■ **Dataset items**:
//! Uniform tickets constrained to a balanced odd/even and low/high split.

use rand::rngs::StdRng;

use super::random::random_primaries;
use super::{smoothed, weighted_pick, HistoryView, TicketCandidate, TicketStrategy};

pub struct BalancedStrategy {
    /// Attempts at finding a balanced set before accepting an unbalanced one
    max_attempts: usize,
}

impl Default for BalancedStrategy {
    fn default() -> Self {
        Self { max_attempts: 64 }
    }
}

/// Two or three odd numbers and two or three in the lower half.
pub fn is_balanced(primaries: &[u8], primary_max: u8) -> bool {
    let odd = primaries.iter().filter(|n| *n % 2 == 1).count();
    let low = primaries.iter().filter(|n| **n <= primary_max / 2).count();
    (2..=3).contains(&odd) && (2..=3).contains(&low)
}

impl TicketStrategy for BalancedStrategy {
    fn name(&self) -> &'static str {
        "balanced"
    }

    fn generate(&self, history: &HistoryView<'_>, count: usize, rng: &mut StdRng) -> Vec<TicketCandidate> {
        let primary_max = history.primary_max();
        let secondary_weights = smoothed(&history.secondary_frequencies());

        (0..count)
            .map(|_| {
                let mut primaries = random_primaries(primary_max, rng);
                for _ in 1..self.max_attempts {
                    if is_balanced(&primaries, primary_max) {
                        break;
                    }
                    primaries = random_primaries(primary_max, rng);
                }
                TicketCandidate {
                    primaries,
                    secondary: weighted_pick(&secondary_weights, rng),
                }
            })
            .collect()
    }
}
impl Default for OracleConfig {
    fn default() -> Self {
        Self {
            database_url: "sqlite:./draw_oracle.db?mode=rwc".into(),
            polling: PollingConfig::default(),
            analytics: AnalyticsConfig::default(),
            weighting: WeightingConfig::default(),
            generation: GenerationConfig::default(),
            domain: DomainConfig::default(),
            schedule: ScheduleConfig::default(),
            prizes: PrizeTable::default(),
            providers: vec![ProviderConfig {
                name: "ny-open-data".into(),
                base_url: "https://data.ny.gov/resource/d6yy-54nr.json".into(),
                api_token_env: None,
                rate_limit_per_second: default_rate_limit(),
                timeout_seconds: default_request_timeout(),
                retry_attempts: default_retry_attempts(),
            }],
            logging: LoggingConfig::default(),
        }
    }
}

impl Default for PollingConfig {
    fn default() -> Self {
        Self {
            enabled: true,
            interval_seconds: 60,
            timeout_seconds: 25 * 60,
            supervisor_grace_seconds: 30 * 60,
            safety_margin_seconds: 60,
        }
    }
}

impl Default for AnalyticsConfig {
    fn default() -> Self {
        Self {
            significance_threshold_percent: 20.0,
        }
    }
}

impl Default for WeightingConfig {
    fn default() -> Self {
        Self {
            prior: 0.01,
            confidence_saturation: 100.0,
            confidence_base: 0.1,
            confidence_cap: 0.95,
        }
    }
}

impl Default for GenerationConfig {
    fn default() -> Self {
        Self {
            batch_size: 10,
            max_generation_retries: 5,
            max_secondary_share: 0.5,
            seed: None,
        }
    }
}

impl Default for DomainConfig {
    fn default() -> Self {
        Self {
            primary_max: 69,
            eras: vec![
                Era {
                    tag: "pb35".into(),
                    starts_on: ymd(2012, 1, 15),
                    secondary_max: 35,
                },
                Era {
                    tag: "pb26".into(),
                    starts_on: ymd(2015, 10, 7),
                    secondary_max: 26,
                },
            ],
        }
    }
}

fn ymd(year: i32, month: u32, day: u32) -> NaiveDate {
    NaiveDate::from_ymd_opt(year, month, day).unwrap_or(NaiveDate::MIN)
}

impl Default for ScheduleConfig {
    fn default() -> Self {
        Self {
            draw_weekdays: vec![Weekday::Mon, Weekday::Wed, Weekday::Sat],
            availability_offset_hours: 28,
        }
    }
}

impl Default for PrizeTable {
    fn default() -> Self {
        let tier = |primary_matches, secondary, amount| PrizeTier {
            primary_matches,
            secondary,
            amount,
        };
        Self {
            ticket_cost: 2.0,
            tiers: vec![
                tier(5, true, 20_000_000.0),
                tier(5, false, 1_000_000.0),
                tier(4, true, 50_000.0),
                tier(4, false, 100.0),
                tier(3, true, 100.0),
                tier(3, false, 7.0),
                tier(2, true, 7.0),
                tier(1, true, 4.0),
                tier(0, true, 4.0),
            ],
        }
    }
}

impl Default for LoggingConfig {
    fn default() -> Self {
        Self {
            level: "info".into(),
            format: "pretty".into(),
        }
    }
}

■ **ASSIGNED TASK**: Match on "NaiveDate" and copy out every line of the entries that contains it.

■ **RESPONSE TO THIS EXERCISE**:
fn ymd(year: i32, month: u32, day: u32) -> NaiveDate {
    NaiveDate::from_ymd_opt(year, month, day).unwrap_or(NaiveDate::MIN)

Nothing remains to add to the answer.